Here is the downside of the real personality tests.  In addition to telling you how wonderful you are and how many outstanding qualities you embody, they also tell you what you don’t do well and could spend some time working on.  My qualities that need help include trouble focusing, failure to follow through, little attention to detail, and overextending myself.

As I have continued to take personality tests over the years, there are common themes. I am an Enneagram Type 7. The Enthusiast.  How odd. That makes me a quick thinker with great energy who makes lots of plans. I also multi-task and am reluctant to narrow down my options. Yep.

I am a solid I (Influence) style on the DISC assessment, with enthusiasm, action, collaboration, and support as my priorities. Unsurprisingly, Influence people are charming, social, talkative, and optimistic. We are also impulsive and disorganized and fear being ignored.  Always with the dark side.

The latest test I took was the Hogan Assessment for Leadership Wyoming. I will not delve into all the characteristics and scores; instead, I will highlight the three that stuck out for me. I scored 100 out of 100 on Interpersonal Sensitivity (charm, warmth, tact) and 99 on Colorful (gregarious, fun, and entertaining).  Conversely, I scored ZERO on Diligent (detail-oriented, high performance standards). The diligence score devastated me.  It’s not that I don’t know this about myself; I just thought maybe I was a little better at keeping it together.

My friend, Ken, is my polar opposite on every personality test. He has no time or interest in relationship-building, is brutally honest, freakish about details, hard-driving, and demands to know about the budget, bylaws, or policy concerning the plan.

His worst quality is that if a deadline is in 30 days, he will finish his project on Day 3 or 4. I will finish on Day 29. At midnight. This means if there is something Ken would like me to do for him, he lies about the deadline, so I’ll be finished early.  It took me a couple of deadlines to figure that out.  Now I’m on to him and make him wait (and sweat) because I can.
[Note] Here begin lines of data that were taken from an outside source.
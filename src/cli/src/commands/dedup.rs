//! Dedup command.
//!
//! Runs only the idempotent filter over a file and reports which events
//! were admitted.

use anyhow::Result;
use clap::Args;
use correlator_core::prelude::*;
use serde::Serialize;
use std::path::PathBuf;
use tabled::Tabled;

use super::{read_events, RunSummary};
use crate::output::{self, OutputFormat};

#[derive(Args)]
pub struct DedupArgs {
    /// JSON-lines file of events ('-' reads stdin)
    file: PathBuf,

    /// Consumer identity, overriding idempotent.consumer
    #[arg(long)]
    consumer: Option<String>,
}

#[derive(Debug, Serialize, Tabled)]
struct DedupRow {
    #[tabled(rename = "#")]
    index: usize,
    #[tabled(rename = "Unique ID")]
    unique_id: String,
    #[tabled(rename = "Status")]
    status: String,
}

pub fn execute(args: DedupArgs, config: &Config, format: OutputFormat) -> Result<()> {
    let events = read_events(&args.file)?;

    let mut idempotent = config.idempotent.clone();
    if let Some(consumer) = args.consumer {
        idempotent.consumer = consumer;
    }
    let filter = IdempotentFilter::from_config(&idempotent);

    let mut summary = RunSummary::default();
    let mut rows = Vec::with_capacity(events.len());
    for (index, event) in events.iter().enumerate() {
        summary.submitted += 1;
        let status = match filter.is_match(event) {
            Ok(true) => {
                summary.emitted += 1;
                "accepted".to_string()
            }
            Ok(false) => {
                summary.rejected += 1;
                "duplicate".to_string()
            }
            Err(e) => {
                summary.errors.push(e.to_string());
                format!("error: {}", e.code())
            }
        };
        rows.push(DedupRow {
            index: index + 1,
            unique_id: event.unique_id().unwrap_or("-").to_string(),
            status,
        });
    }

    match format {
        OutputFormat::Table => {
            output::print_table(&rows);
            output::print_header("Summary");
            output::print_detail("Consumer", filter.consumer());
            output::print_detail("Accepted", &summary.emitted.to_string());
            output::print_detail("Duplicates", &summary.rejected.to_string());
            for error in &summary.errors {
                output::print_error(error);
            }
            Ok(())
        }
        _ => output::print_item(&super::Report { results: rows, summary }, format),
    }
}
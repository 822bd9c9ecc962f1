#![allow(clippy::result_large_err)]
//! # Correlator Core
//!
//! Correlation-based event grouping for message pipelines.
//!
//! ## Architecture
//!
//! - **Events**: Payload plus correlation metadata (id, 1-based sequence, group size)
//! - **Registry**: Concurrent map of in-flight groups with exactly-once claims
//! - **Aggregator**: Merges each completed group into one event
//! - **Resequencer**: Releases each completed group in comparator order
//! - **Idempotent**: Per-consumer duplicate suppression backed by a durable id log
//! - **Pipeline**: Filter, stage and sink wired together
//! - **Telemetry**: Structured logging and metrics
//!
//! ## Example
//!
//! ```rust
//! use correlator_core::prelude::*;
//!
//! let aggregator = Aggregator::with_strategy(|group: &GroupSnapshot<String>| -> std::result::Result<Event<String>, BoxError> {
//!     let joined = group.payloads().cloned().collect::<Vec<_>>().join(" ");
//!     Ok(Event::merged(group.group_id(), joined))
//! });
//!
//! assert!(aggregator.process(Event::new("hello".to_string()).with_correlation("g", 1, 2)).unwrap().is_none());
//! let merged = aggregator.process(Event::new("world".to_string()).with_correlation("g", 2, 2)).unwrap();
//! assert_eq!(merged.unwrap().payload(), "hello world");
//! ```

pub mod config;
pub mod correlation;
pub mod error;
pub mod events;
pub mod idempotent;
pub mod pipeline;
pub mod telemetry;

pub use error::{BoxError, CorrelationError, ErrorCode, ErrorDetails, ErrorSeverity, Result};

/// Re-export commonly used types
pub mod prelude {
    pub use crate::config::{Config, CorrelationConfig, IdSource, IdempotentConfig};
    pub use crate::correlation::{
        by_correlation_sequence, AggregationStrategy, Aggregator, Comparator, CompletionPolicy,
        Correlator, EventGroup, ExpectedSize, FixedCount, GroupRegistry, GroupSnapshot, Offer,
        Resequencer, SweepReport,
    };
    pub use crate::error::{BoxError, CorrelationError, ErrorCode, ErrorDetails, ErrorSeverity, Result};
    pub use crate::events::{Event, EventId, GroupId, NO_CORRELATION_ID};
    pub use crate::idempotent::{FileStore, IdExtractor, IdempotentFilter, IdempotentStore, InMemoryStore};
    pub use crate::pipeline::{Dispatch, EventSink, MemorySink, Pipeline, Stage};
}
But I need Ken desperately, and he needs me.  We balance each other out. I have learned so much from him. Now I read bylaws diligently, ensure I have funds in the budget for my latest great idea, and appreciate a less stressful timeline. He is working on not hurting people’s feelings with his filter-less honesty and tries to temper his impatience by engaging in chitchat to get to know someone before a meeting.

Personality assessments are incredibly useful in realizing that having people around you who complement and contrast your qualities makes the project better. Those who have traits opposite to mine make my life more successful overall, even if we drive each other crazy in the process.

My ultimate takeaway from all those tests – I am Phoebe, Rose, and Ariel. And you should always invite me to your party but probably don’t want me to plan it.